Baños (Ecuador)

After a 5-hour drive southwest from Tena, you will find Baños de Agua Santa (or just Baños, as people call it): a wonderful town with a population of around 14,600 inhabitants in the province of Tungurahua, in the centre of Ecuador.

Baños de Agua Santa (translated into ´Baths of Sanctified Water´) and its province have such names because of the existence of thermal waters around the town that are believed to be curative, and an active volcano in the province called Tungurahua (in Quichua – meaning ´throat´).

The town seemed very beautiful to us (especially after having spent four days in the Amazon Jungle, without commodities). We stayed in La Florista, a nice and clean hotel around the centre of the town, decorated with hammocks, mirrors, cheerful yellow tones in the rooms, and flowers.

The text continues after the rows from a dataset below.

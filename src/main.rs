// src/main.rs

use logwatch::{cli, logging, run};

#[tokio::main(flavor = "current_thread")]
async fn main() {
    if let Err(err) = run_main().await {
        eprintln!("logwatch error: {err:?}");
        std::process::exit(1);
    }
}

async fn run_main() -> anyhow::Result<()> {
    let args = cli::parse();
    logging::init_logging(args.log_level)?;
    run(args).await
}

It seemed like an Oasis to us after the last few days. I run to the shower as if Satan was persecuting me, and I don´t remember to have felt so comfortable in my entire life. After the hot shower I felt a horrendous muscular pain that went from my neck all the way down to my back. I am not surprised. That backpack, that bed, the Jungle… I had to buy Voltaren. A MUST in these kinds of trips, gotta say (trips that involve carrying a backpack and sleeping in buses).

Our first stop in Baños was La Casita del Árbol (or Columpio al fin del Mundo), which is the main tourist attraction in Baños. It is a little house in a tree that has two swings hanging from it on each side, and which faces the Andean mountains.

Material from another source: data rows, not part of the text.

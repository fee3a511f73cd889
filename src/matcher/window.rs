// src/matcher/window.rs

use anyhow::Result;

use crate::fs::LogFile;

/// Two fixed-size read buffers whose roles alternate.
///
/// `head` is the slot the next read lands in; `tail` holds the previous read.
/// After scanning a freshly filled head, call [`ChunkWindow::rotate`] so it
/// becomes the tail for the next read.
#[derive(Debug, Clone)]
pub struct ChunkWindow {
    slots: [Vec<u8>; 2],
    lens: [usize; 2],
    head: usize,
}

impl ChunkWindow {
    pub fn new(chunk_size: usize) -> Self {
        Self {
            slots: [vec![0u8; chunk_size], vec![0u8; chunk_size]],
            lens: [0, 0],
            head: 0,
        }
    }

    pub fn chunk_size(&self) -> usize {
        self.slots[0].len()
    }

    fn tail_slot(&self) -> usize {
        self.head ^ 1
    }

    /// Bytes of the most recent read.
    pub fn head(&self) -> &[u8] {
        &self.slots[self.head][..self.lens[self.head]]
    }

    /// Bytes of the read before that.
    pub fn tail(&self) -> &[u8] {
        let t = self.tail_slot();
        &self.slots[t][..self.lens[t]]
    }

    /// Read the next chunk from `file` into the head slot.
    ///
    /// Returns the number of bytes read; `0` leaves the window as it was.
    pub fn fill_head(&mut self, file: &mut dyn LogFile) -> Result<usize> {
        let n = file.read_chunk(&mut self.slots[self.head])?;
        if n > 0 {
            self.lens[self.head] = n;
        }
        Ok(n)
    }

    /// Load `bytes` into the head slot directly. Panics if longer than a chunk.
    pub fn load_head(&mut self, bytes: &[u8]) {
        self.slots[self.head][..bytes.len()].copy_from_slice(bytes);
        self.lens[self.head] = bytes.len();
    }

    /// Swap roles: the current head becomes the tail.
    pub fn rotate(&mut self) {
        self.head = self.tail_slot();
        self.lens[self.head] = 0;
    }

    /// Drop both chunks, e.g. after the underlying file was replaced.
    pub fn clear(&mut self) {
        self.lens = [0, 0];
    }
}
// src/engine/core.rs

//! Synchronous core of the event loop.
//!
//! The core consumes [`LoopEvent`]s and performs the non-blocking work for
//! each: applying notification records to the watcher (which drives reads
//! and matching through the scanner), reaping exited actions, and polling a
//! degraded watcher. It never waits; all waiting happens in
//! [`super::runtime::Runtime`].

use std::time::Duration;

use tracing::debug;

use crate::engine::scanner::LogScanner;
use crate::engine::{CoreStep, LoopEvent, RunSummary};
use crate::exec::ProcessBackend;
use crate::watch::{DirectoryWatcher, EventRecord, NotificationBackend};

#[derive(Debug)]
pub struct CoreRuntime<B: NotificationBackend, P: ProcessBackend> {
    watcher: DirectoryWatcher<B>,
    scanner: LogScanner<P>,
}

impl<B: NotificationBackend, P: ProcessBackend> CoreRuntime<B, P> {
    pub fn new(watcher: DirectoryWatcher<B>, scanner: LogScanner<P>) -> Self {
        Self { watcher, scanner }
    }

    pub fn watcher(&self) -> &DirectoryWatcher<B> {
        &self.watcher
    }

    pub fn scanner(&self) -> &LogScanner<P> {
        &self.scanner
    }

    /// Wait for notification records; see [`NotificationBackend::wait_for_events`].
    pub async fn wait_for_events(&mut self, timeout: Duration) -> Vec<EventRecord> {
        self.watcher.wait_for_events(timeout).await
    }

    /// Handle one wake-up.
    pub fn step(&mut self, event: LoopEvent) -> CoreStep {
        match event {
            LoopEvent::Notifications(records) => {
                self.process_records(records);
                self.reap();
            }
            LoopEvent::ChildExited => {
                self.reap();
            }
            LoopEvent::Tick => {
                self.watcher.poll(&mut self.scanner);
                self.reap();
            }
            LoopEvent::ShutdownRequested => return CoreStep { keep_running: false },
        }
        CoreStep { keep_running: true }
    }

    /// Apply `records`, then keep draining until the backend queue is empty
    /// so the kernel queue cannot overflow while we were busy.
    fn process_records(&mut self, mut records: Vec<EventRecord>) {
        loop {
            records.extend(self.watcher.drain_events());
            if records.is_empty() {
                break;
            }
            debug!(count = records.len(), "processing notification records");
            self.watcher
                .process_events(std::mem::take(&mut records), &mut self.scanner);
        }
    }

    fn reap(&mut self) {
        let reaped = self.scanner.controller_mut().reap();
        if reaped > 0 {
            debug!(reaped, "reaped exited children");
        }
    }

    pub fn summary(&self) -> RunSummary {
        RunSummary {
            matches: self.scanner.matches(),
            actions: self.scanner.controller().stats(),
        }
    }

    /// Release watcher resources. Running actions are left alone.
    pub fn shutdown(&mut self) -> RunSummary {
        self.watcher.shutdown();
        self.summary()
    }
}
// tests/error_handling.rs

use std::io::Write;
use std::sync::Arc;

use logwatch::config::{load_and_validate, load_or_default};
use logwatch::errors::LogwatchError;
use logwatch::fs::RealFileSystem;
use logwatch::matcher::Pattern;
use logwatch::watch::{DirectoryWatcher, MockNotificationBackend, WatchState, WatchTarget};
use tempfile::{tempdir, NamedTempFile};

fn config_file(contents: &str) -> NamedTempFile {
    let mut f = NamedTempFile::new().unwrap();
    f.write_all(contents.as_bytes()).unwrap();
    f
}

#[test]
fn zero_chunk_size_in_config_is_rejected() {
    let f = config_file("[watch]\nchunk_size = 0\n");
    let err = load_and_validate(f.path()).unwrap_err();
    assert!(matches!(err, LogwatchError::ConfigError(_)), "{err:?}");
}

#[test]
fn malformed_toml_is_reported() {
    let f = config_file("[watch\nchunk_size = ");
    let err = load_and_validate(f.path()).unwrap_err();
    assert!(matches!(err, LogwatchError::TomlError(_)), "{err:?}");
}

#[test]
fn missing_config_file_is_an_io_error() {
    let dir = tempdir().unwrap();
    let err = load_and_validate(dir.path().join("absent.toml")).unwrap_err();
    assert!(matches!(err, LogwatchError::IoError(_)), "{err:?}");
}

#[test]
fn cli_override_is_validated_too() {
    let err = load_or_default(None, Some(0)).unwrap_err();
    assert!(matches!(err, LogwatchError::ConfigError(_)));

    let f = config_file("[watch]\nchunk_size = 64\nstart_at_end = false\n");
    let cfg = load_or_default(Some(f.path()), Some(512)).unwrap();
    assert_eq!(cfg.chunk_size(), 512);
    assert!(!cfg.start_at_end());
}

#[test]
fn empty_pattern_is_rejected() {
    assert!(matches!(
        Pattern::compile(Vec::new()),
        Err(LogwatchError::EmptyPattern)
    ));
}

#[test]
fn bare_file_name_is_an_invalid_path() {
    assert!(matches!(
        WatchTarget::parse("syslog"),
        Err(LogwatchError::InvalidPath(_))
    ));
}

#[test]
fn missing_directory_fails_setup() {
    let dir = tempdir().unwrap();
    let logpath = dir.path().join("gone").join("app.log");

    let res = DirectoryWatcher::init(
        logpath.to_str().unwrap(),
        Arc::new(RealFileSystem),
        MockNotificationBackend::new(),
        true,
    );
    assert!(matches!(res, Err(LogwatchError::DirectoryNotFound(_))));
}

#[test]
fn existing_directory_without_file_starts_waiting() {
    let dir = tempdir().unwrap();
    let logpath = dir.path().join("app.log");
    let backend = MockNotificationBackend::new();

    let watcher = DirectoryWatcher::init(
        logpath.to_str().unwrap(),
        Arc::new(RealFileSystem),
        backend.clone(),
        true,
    )
    .unwrap();

    assert_eq!(watcher.state(), WatchState::NoFile);
    assert!(backend.is_subscribed(dir.path()));
}
// src/config/validate.rs

use crate::config::model::{ConfigFile, RawConfigFile};
use crate::errors::{LogwatchError, Result};

impl TryFrom<RawConfigFile> for ConfigFile {
    type Error = crate::errors::LogwatchError;

    fn try_from(raw: RawConfigFile) -> std::result::Result<Self, Self::Error> {
        validate_raw_config(&raw)?;
        Ok(ConfigFile::new_unchecked(raw.watch))
    }
}

fn validate_raw_config(cfg: &RawConfigFile) -> Result<()> {
    if cfg.watch.chunk_size == 0 {
        return Err(LogwatchError::ConfigError(
            "[watch].chunk_size must be >= 1 (got 0)".to_string(),
        ));
    }

    if cfg.watch.reap_interval_ms == 0 {
        return Err(LogwatchError::ConfigError(
            "[watch].reap_interval_ms must be >= 1 (got 0)".to_string(),
        ));
    }

    Ok(())
}

/// Whether a pattern of `pattern_len` bytes can match at all with the
/// configured chunk size. Longer patterns never match; callers only warn.
pub fn pattern_fits_window(cfg: &ConfigFile, pattern_len: usize) -> bool {
    pattern_len <= cfg.chunk_size()
}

There are really long queues and it lasts like not even a minute probably (they push the swing only about three or four times), but it is just $1, so you have to give it a go. The landscape from the little house in the tree is quite fantastic, and it seems as if you could touch the clouds.

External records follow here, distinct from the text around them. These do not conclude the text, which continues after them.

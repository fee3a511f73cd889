// src/errors.rs

//! Crate-wide error aliases and helpers.

use std::path::PathBuf;

use thiserror::Error;

#[derive(Error, Debug)]
pub enum LogwatchError {
    #[error("Configuration error: {0}")]
    ConfigError(String),

    #[error("pattern must contain at least one byte")]
    EmptyPattern,

    #[error("Invalid path {0} (must contain a directory component)")]
    InvalidPath(String),

    #[error("directory {0:?} not accessible")]
    DirectoryNotFound(PathBuf),

    #[error("{0:?} is not a directory")]
    NotADirectory(PathBuf),

    #[error("notification subsystem error: {0}")]
    Notify(#[from] notify::Error),

    #[error("failed to subscribe to {path:?}: {source}")]
    Subscribe {
        path: PathBuf,
        #[source]
        source: notify::Error,
    },

    #[error("IO error: {0}")]
    IoError(#[from] std::io::Error),

    #[error("TOML parsing error: {0}")]
    TomlError(#[from] toml::de::Error),

    #[error(transparent)]
    Other(#[from] anyhow::Error),
}

pub use anyhow::Error;
pub type Result<T> = std::result::Result<T, LogwatchError>;
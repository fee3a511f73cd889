// src/config/loader.rs

use std::fs;
use std::path::Path;

use crate::config::model::{ConfigFile, RawConfigFile};
use crate::errors::Result;

/// Load a configuration file from a given path and return the raw `RawConfigFile`.
///
/// This only performs TOML deserialization; it does **not** perform semantic
/// validation. Use [`load_and_validate`] for that.
pub fn load_from_path(path: impl AsRef<Path>) -> Result<RawConfigFile> {
    let path = path.as_ref();
    let contents = fs::read_to_string(path)?;

    let config: RawConfigFile = toml::from_str(&contents)?;

    Ok(config)
}

/// Load a configuration file from path and run validation.
pub fn load_and_validate(path: impl AsRef<Path>) -> Result<ConfigFile> {
    let raw_config = load_from_path(&path)?;
    let config = ConfigFile::try_from(raw_config)?;
    Ok(config)
}

/// Load `path` if given, otherwise fall back to built-in defaults, then apply
/// a CLI `--chunk-size` override and re-validate.
pub fn load_or_default(
    path: Option<&Path>,
    chunk_size_override: Option<usize>,
) -> Result<ConfigFile> {
    let mut raw = match path {
        Some(p) => load_from_path(p)?,
        None => RawConfigFile::default(),
    };

    if let Some(chunk_size) = chunk_size_override {
        raw.watch.chunk_size = chunk_size;
    }

    ConfigFile::try_from(raw)
}
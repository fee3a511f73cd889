// src/matcher/mod.rs

//! Streaming exact-pattern matching.
//!
//! A log is read in bounded chunks, so a pattern occurrence can straddle two
//! reads. The matcher scans the most recent chunk (`head`) while consulting
//! the one before it (`tail`) for the part of a candidate match that spilled
//! over the boundary. A carried skip count lets a scan that ran off the end
//! of one chunk resume at the right byte of the next, so nothing already
//! ruled out gets re-inspected.
//!
//! - [`pattern`] compiles the needle and its bad-character skip table.
//! - [`search`] holds the resumable scan and its per-stream state.
//! - [`window`] is the two-slot buffer the caller reads into.

pub mod pattern;
pub mod search;
pub mod window;

pub use pattern::Pattern;
pub use search::{SearchState, StreamMatcher};
pub use window::ChunkWindow;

But I did not sit down in the swing. I was too scared. That, however, allowed me to take a photo that made me carefully reviewed my own behaviour in life.


There is a way for you to swing in heaven. It is in the city of Baños, in Ecuador, around the centre of the world, in the middle of it all. I found it very scary, and while looking for neverending minutes at the deepest of the skies, of the clouds and of the Andean mountains, I saw a woman who sat in the swing and jumped into the unknown, laughing out loud, and not even holding herself at all to that swing.

I felt jealous, because she was free and unafraid. And, at that very same moment, I understood that I had to jump myself, and live my life to the fullest, as if there was not tomorrow. I realised I really wanted to swing in heaven, and finally live.

Sometimes it is just better to observe rather than do (not often, but sometimes it does happen).

Because I had been such a chicken, the next day I signed up to do something much more scary than swinging in front of the Andean mountains.

I did put my name down to do a 850-meter ziplining, crossing a 90-meter Tibetan bridge and climbing 90 meters, all above a small river with almost no water on it. We did it in Parque Aventura San Martín with a company called José & Two Dogs, which I absolutely recommend. (


The zip line or canopy is an 850-meters-long cable that you are hold onto, while flying Superman style over a valley with a river. One of the guys does a demonstration of how it is done before you jump in. I have to admit it: I was trying not to pee my undies when I arrived there and saw the spot you are pushed from, and the emptiness you are pushed into! But I did it. I knew I had to. It is very scary when you adopt the flying position, and when they push you from that mountain. You might even feel like insulting the guys who push you. Go ahead! They won´t hear you, as you will already be far away from them, because this is really like flying. Flying fast.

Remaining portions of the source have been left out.